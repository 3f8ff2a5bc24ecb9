use std::io;

use keel_store::StoreError;

/// Failure reported by a [`StreamSink`](crate::StreamSink).
#[derive(Debug, thiserror::Error)]
pub enum SinkError {
    /// The consumer stopped listening.
    #[error("stream consumer went away")]
    Cancelled,

    #[error("downstream failure: {0}")]
    Downstream(String),

    #[error("I/O error: {0}")]
    Io(#[from] io::Error),
}

/// Errors from archive export and decoding.
#[derive(Debug, thiserror::Error)]
pub enum NarError {
    #[error(transparent)]
    Store(#[from] StoreError),

    /// Reading the object's file tree failed.
    #[error("I/O error at {path:?}: {source}")]
    Io {
        path: String,
        #[source]
        source: io::Error,
    },

    #[error("sink error: {0}")]
    Sink(#[from] SinkError),

    #[error("invalid entry name {name:?}: {reason}")]
    InvalidName { name: String, reason: &'static str },

    #[error("file {path:?} changed size during export: expected {expected} bytes, read {actual}")]
    SizeChanged {
        path: String,
        expected: u64,
        actual: u64,
    },

    #[error("malformed archive at offset {offset}: {reason}")]
    Malformed { offset: u64, reason: String },

    /// The producer aborted; the bytes received so far are not an archive.
    #[error("archive stream truncated: {0}")]
    Truncated(String),
}

impl NarError {
    /// Whether the export stopped because its consumer went away.
    pub fn is_cancelled(&self) -> bool {
        matches!(self, Self::Sink(SinkError::Cancelled))
    }
}

pub type NarResult<T> = Result<T, NarError>;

──────────

• _Work item_
Working from the entries above, find every line in which the word "went" occurs and copy it.

• _Written reply_
    #[error("stream consumer went away")]
    /// Whether the export stopped because its consumer went away.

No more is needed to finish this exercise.